De pronto, éste pegó un salto y cayó de la mesa, luego comenzó a arrastrarse acercándose a Macaca. De allí en más, la extraña pareja me sorprendió con nuevas suertes, algunas de ellas francamente desconcertantes, como entonar a dúo «Casita Pequeñita» de Leo Bélico. En todo momento, el ladrillo respondió sin euforia pero con conmovedora obediencia las órdenes de la señora Do Almeida.

Al día siguiente, procedía a estudiar, revistar y entrevistar exhaustivamente a la mujer.
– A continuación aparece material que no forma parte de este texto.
fn lookup(lang: Lang, key: Key) -> Option<&'static str> {
    use Key::*;
    use Lang::*;

    Some(match (lang, key) {
        (Ru, StartGreeting) => "<b>🔥Привет!🔥</b>\n\n- Напиши /subscribe для доступа.\n- /trial для пробного доступа.\n- /profile для просмотра профиля.\n- /help для помощи.\n- /language для смены языка.",
        (En, StartGreeting) => "<b>🔥Hello!🔥</b>\n\n- Write /subscribe for access.\n- /trial for trial access.\n- /profile to check the profile.\n- /help for help.\n- /language to change language.",
        (Az, StartGreeting) => "<b>🔥Salam!🔥</b>\n\n- Giriş üçün /subscribe.\n- Sınaq girişi üçün /trial.\n- Profil üçün /profile.\n- Kömək üçün /help.\n- Dili dəyişmək üçün /language.",

        (Ru, HelpText) => "<b>🛠 Доступные команды:</b>\n/start — Начать работу с ботом\n/subscribe — Инструкция по оплате подписки\n/status — Узнать статус подписки\n/trial — Получить пробный доступ\n/language — Сменить язык интерфейса\n/help — Показать список всех команд\n\n<b>📌 Как пользоваться ботом:</b>\n— Отправь вопрос текстом 📝 — получишь ответ\n— Отправь ссылку 🔗 — бот проанализирует и решит тест\n— Отправь фото задания 📷 — бот распознает и решит\n— Отправь описание изображения 🌅 — получишь сгенерированное изображение\n\nℹ Чтобы сгенерировать изображение, используй ключевые слова: <i>сгенерируй &lt;описание&gt;</i> или <i>generate &lt;description&gt;</i>",
        (En, HelpText) => "<b>🛠 Available commands:</b>\n/start — Start working with the bot\n/subscribe — Payment subscription instructions\n/status — Check subscription status\n/trial — Get trial access\n/language — Change interface language\n/help — Show list of all commands\n\n<b>📌 How to use the bot:</b>\n— Send a text question 📝 — get an answer\n— Send a link 🔗 — the bot will analyze and solve the test\n— Send a photo of a task 📷 — the bot will recognize and solve it\n— Send an image description 🌅 — get a generated image\n\nℹ To generate an image, use keywords like: <i>generate &lt;your description&gt;</i>",
        (Az, HelpText) => "<b>🛠 Mövcud əmrlər:</b>\n/start — Bot ilə işə başlayın\n/subscribe — Abunəlik ödəniş təlimatları\n/status — Abunəlik statusunu yoxlayın\n/trial — Sınaq girişi əldə edin\n/language — İnterfeys dilini dəyişin\n/help — Bütün əmrlərin siyahısını göstərin\n\n<b>📌 Botdan necə istifadə etmək olar:</b>\n— Mətn sualı göndərin 📝 — cavab alın\n— Link göndərin 🔗 — bot təhlil edib testi həll edəcək\n— Tapşırığın şəklini göndərin 📷 — bot tanıyıb həll edəcək\n— Şəkil təsvirini göndərin 🌅 — yaradılmış şəkil alın\n\nℹ Şəkil yaratmaq üçün açar sözlər: <i>generate &lt;təsvir&gt;</i>",

        (Ru, AccessActive) => "✅ Доступ активен! Отправьте вопрос.",
        (En, AccessActive) => "✅ Access is active! Send your question.",
        (Az, AccessActive) => "✅ Giriş aktivdir! Sualınızı göndərin.",

        (Ru, TrialActive) => "🕒 Пробный доступ активен. Отправьте вопрос.",
        (En, TrialActive) => "🕒 Trial access is active. Send your question.",
        (Az, TrialActive) => "🕒 Sınaq girişi aktivdir. Sualınızı göndərin.",

        (Ru, NoAccess) => "🔒 Нет доступа. Напиши /subscribe или /trial.",
        (En, NoAccess) => "🔒 No access. Write /subscribe or /trial.",
        (Az, NoAccess) => "🔒 Giriş yoxdur. /subscribe və ya /trial.",

        (Ru, AdminOnly) => "⛔ Только для администратора.",
        (En, AdminOnly) => "⛔ Admin only.",
        (Az, AdminOnly) => "⛔ Yalnız administrator üçün.",

        (Ru, NoSubscribers) => "📭 Нет активных подписчиков.",
        (En, NoSubscribers) => "📭 No active subscribers.",
        (Az, NoSubscribers) => "📭 Aktiv abunəçi yoxdur.",

        (Ru, NoPendingRequests) => "📭 Нет ожидающих заявок.",
        (En, NoPendingRequests) => "📭 No pending requests.",
        (Az, NoPendingRequests) => "📭 Gözləyən müraciət yoxdur.",

        (Ru, SubscriptionActive) => "✅ Подписка уже активна!",
        (En, SubscriptionActive) => "✅ Subscription is already active!",
        (Az, SubscriptionActive) => "✅ Abunəlik artıq aktivdir!",

        (Ru, SubscriptionInfo) => "Подписка на 25 дней.\nОплати и отправь 📸 скрин чека.",
        (En, SubscriptionInfo) => "Subscription for 25 days.\nPay and send 📸 a screenshot of the receipt.",
        (Az, SubscriptionInfo) => "25 günlük abunəlik.\nÖdəyin və 📸 qəbzin şəklini göndərin.",

        (Ru, SubscriptionActivated) => "✅ Подписка активирована на {days} дней!",
        (En, SubscriptionActivated) => "✅ Subscription activated for {days} days!",
        (Az, SubscriptionActivated) => "✅ Abunəlik {days} günlük aktivləşdirildi!",

        (Ru, SubscriptionRevoked) => "❌ Ваша подписка была отключена администратором.",
        (En, SubscriptionRevoked) => "❌ Your subscription has been disabled by the administrator.",
        (Az, SubscriptionRevoked) => "❌ Abunəliyiniz administrator tərəfindən deaktiv edilib.",

        (Ru, TrialActivated) => "🎉 Пробный период активирован на {minutes} минут!",
        (En, TrialActivated) => "🎉 Trial period activated for {minutes} minutes!",
        (Az, TrialActivated) => "🎉 Sınaq müddəti {minutes} dəqiqə üçün aktivləşdirildi!",

        (Ru, TrialCooldown) => "⏳ Пробный доступ можно получить раз в 5 дней.\nОсталось подождать: {minutes} минут.",
        (En, TrialCooldown) => "⏳ Trial access can be obtained once every 5 days.\nTime left to wait: {minutes} minutes.",
        (Az, TrialCooldown) => "⏳ Sınaq girişi 5 gündə bir dəfə alına bilər.\nGözləmə vaxtı: {minutes} dəqiqə.",

        (Ru, TrialStatus) => "🕒 Пробный период активен. Осталось: {seconds} сек.",
        (En, TrialStatus) => "🕒 Trial period is active. Time left: {seconds} sec.",
        (Az, TrialStatus) => "🕒 Sınaq dövrü aktivdir. Qalan: {seconds} san.",

        (Ru, TrialGiven) => "🎉 Вам выдан пробный доступ на {minutes} минут!",
        (En, TrialGiven) => "🎉 You have been given trial access for {minutes} minutes!",
        (Az, TrialGiven) => "🎉 Sizə {minutes} dəqiqə sınaq girişi verildi!",

        (Ru, ProfileActive) => "👤 Ваш профиль:\n\n📅 Подписка активна. Осталось: {days} дн.\n🔑 Ключи для генерации: {keys}",
        (En, ProfileActive) => "👤 Your profile:\n\n📅 Subscription active. Remaining: {days} days\n🔑 Image generation keys: {keys}",
        (Az, ProfileActive) => "👤 Profiliniz:\n\n📅 Abunəlik aktivdir. Qalan: {days} gün\n🔑 Şəkil yaratmaq açarları: {keys}",

        (Ru, ProfileInactive) => "👤 Ваш профиль:\n\n❌ Подписка не активна.\n🔑 Доступные ключи (заморожены): {keys}\n\nЧтобы использовать ключи — оформите подписку.",
        (En, ProfileInactive) => "👤 Your profile:\n\n❌ Subscription not active.\n🔑 Available keys (frozen): {keys}\n\nSubscribe to use keys.",
        (Az, ProfileInactive) => "👤 Profiliniz:\n\n❌ Abunəlik aktiv deyil.\n🔑 Mövcud açarlar (dondurulub): {keys}\n\nAçarları istifadə etmək üçün abunə olun.",

        (Ru, GeneratingImage) => "🖼 Генерирую изображение, подождите...",
        (En, GeneratingImage) => "🖼 Generating image, please wait...",
        (Az, GeneratingImage) => "🖼 Şəkil yaradılır, gözləyin...",

        (Ru, TrialImageOnce) => "🚫 Во время пробного периода можно сгенерировать изображение только 1 раз.",
        (En, TrialImageOnce) => "🚫 During the trial period, you can generate an image only once.",
        (Az, TrialImageOnce) => "🚫 Sınaq müddətində yalnız bir dəfə şəkil yarada bilərsiniz.",

        (Ru, NoImageKeys) => "❌ У вас закончились ключи для генерации изображения. Дождитесь новой подписки.",
        (En, NoImageKeys) => "❌ You have run out of image generation keys. Please wait for a new subscription.",
        (Az, NoImageKeys) => "❌ Şəkil yaratmaq üçün açarlarınız qurtardı. Yeni abunəliyi gözləyin.",

        (Ru, ImageFailed) => "❌ Не удалось сгенерировать изображение.",
        (En, ImageFailed) => "❌ Failed to generate image.",
        (Az, ImageFailed) => "❌ Şəkli yaratmaq mümkün olmadı.",

        (Ru, ImageLink) => "🖼 Ссылка на изображение:\n{url}",
        (En, ImageLink) => "🖼 Image link:\n{url}",
        (Az, ImageLink) => "🖼 Şəkil linki:\n{url}",

        (Ru, UpstreamFailed) => "❌ Сервис временно недоступен. Попробуйте позже.",
        (En, UpstreamFailed) => "❌ The service is temporarily unavailable. Please try again later.",
        (Az, UpstreamFailed) => "❌ Xidmət müvəqqəti əlçatan deyil. Daha sonra yenidən cəhd edin.",

        (Ru, Processing) => "✍ Обрабатываю длинный текст, подождите немного...",
        (En, Processing) => "✍ Processing long text, please wait a bit...",
        (Az, Processing) => "✍ Uzun mətn emal olunur, bir az gözləyin...",

        (Ru, AnalyzingLink) => "🔍 Анализирую ссылку...",
        (En, AnalyzingLink) => "🔍 Analyzing the link...",
        (Az, AnalyzingLink) => "🔍 Link təhlil edilir...",

        (Ru, LinkFailed) => "❌ Не удалось загрузить страницу по ссылке.",
        (En, LinkFailed) => "❌ Could not load the page at that link.",
        (Az, LinkFailed) => "❌ Linkdəki səhifəni yükləmək mümkün olmadı.",

        (Ru, ReadingPdf) => "📄 Читаю PDF...",
        (En, ReadingPdf) => "📄 Reading PDF...",
        (Az, ReadingPdf) => "📄 PDF oxunur...",

        (Ru, PdfError) => "❌ Не удалось прочитать текст из PDF. Убедись, что это не скан.",
        (En, PdfError) => "❌ Unable to read text from PDF. Make sure it is not a scan.",
        (Az, PdfError) => "❌ PDF-dən mətni oxumaq mümkün deyil. Bunun skan olmadığına əmin olun.",

        (Ru, ReadingTxt) => "📄 Читаю файл и отвечаю на вопросы...",
        (En, ReadingTxt) => "📄 Reading the file and answering the questions...",
        (Az, ReadingTxt) => "📄 Faylı oxuyuram və suallara cavab verirəm...",

        (Ru, UnsupportedFile) => "⚠ Поддерживаются только файлы .pdf и .txt.",
        (En, UnsupportedFile) => "⚠ Only .pdf and .txt files are supported.",
        (Az, UnsupportedFile) => "⚠ Yalnız .pdf və .txt faylları dəstəklənir.",

        (Ru, ThisIsTask) => "📝 Это задание",
        (En, ThisIsTask) => "📝 This is a task",
        (Az, ThisIsTask) => "📝 Bu bir tapşırıqdır",

        (Ru, ThisIsReceipt) => "🧾 Это чек",
        (En, ThisIsReceipt) => "🧾 This is a receipt",
        (Az, ThisIsReceipt) => "🧾 Bu bir çekdir",

        (Ru, ChooseImageType) => "Выберите тип изображения:",
        (En, ChooseImageType) => "Choose image type:",
        (Az, ChooseImageType) => "Şəkil növünü seçin:",

        (Ru, PhotoNotFound) => "❌ Фото не найдено. Пожалуйста, отправьте заново.",
        (En, PhotoNotFound) => "❌ Photo not found. Please resend.",
        (Az, PhotoNotFound) => "❌ Şəkil tapılmadı. Zəhmət olmasa yenidən göndərin.",

        (Ru, ReceiptReceived) => "✅ Чек получен. Ожидайте одобрения.",
        (En, ReceiptReceived) => "✅ Receipt received. Wait for approval.",
        (Az, ReceiptReceived) => "✅ Qəbz alındı. Təsdiqi gözləyin.",

        (Ru, ReceiptAlreadySent) => "⚠ Вы уже отправляли чек. Ожидайте одобрения.",
        (En, ReceiptAlreadySent) => "⚠ You have already sent a receipt. Wait for approval.",
        (Az, ReceiptAlreadySent) => "⚠ Artıq qəbz göndərmisiniz. Təsdiqi gözləyin.",

        (Ru, RequestRejected) => "❌ Ваша заявка отклонена. Проверьте чек и попробуйте снова.",
        (En, RequestRejected) => "❌ Your request has been rejected. Check the receipt and try again.",
        (Az, RequestRejected) => "❌ Müraciətiniz rədd edildi. Qəbzi yoxlayın və yenidən cəhd edin.",

        (Ru, SelectLanguage) => "🌍 Выберите язык:",
        (En, SelectLanguage) => "🌍 Choose language:",
        (Az, SelectLanguage) => "🌍 Dil seçin:",

        (Ru, LanguageSelected) => "🌍 Выбран русский язык",
        (En, LanguageSelected) => "🌍 English language selected",
        (Az, LanguageSelected) => "🌍 Azərbaycan dili seçildi",
    })
}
La sometía a algunas pruebas menores como adivinar las cartas que iban apareciendo de un mazo de naipes, detectar tumores epiteliales con el solo tacto y comunicarse mentalmente con un sensitivo adiestrador de elefantes de Nueva Delhi, quien se halla constantemente a la espera de dichas comunicaciones ya que se trata de un radioaficionado.

A nada de esto respondió satisfactoriamente la señora Do Almeida. En procura de no perder más tiempo, redacté un informe sumario, atribuí el sortilegio que la mujer ejercía sobre el ladrillo a causas relacionadas con la carga de energía estática que la humedad confería a la región y di por terminado el asunto.

Unos años después, sin embargo, la lectura de un breve suelto periodístico me retrotrajo a aquella anécdota y me devolvió mi cercanía con el concepto de la pavorosa pequeñez del conocimiento humano ante lo desconocido.

En un pequeño teatro de Lucca, ciudad mediterránea de Italia, se había presentado, ante la curiosidad de los presentes, un ladrillo proveniente de Brasil, que realizaba una serie de pruebas de captación mental, adivinaba cifras de seis dígitos pensadas por los espectadores y curaba, o al menos aliviaba temporariamente, enfermedades menores como varicela o pie de atleta. La nota agregaba que se lo consideraba un mentiroso, un objeto más que se unía a la larga lista de falsos santones y que el ladrillo continuaba su gira hacia Austria y Países Bajos. De la señora Do Almeida no decía nada.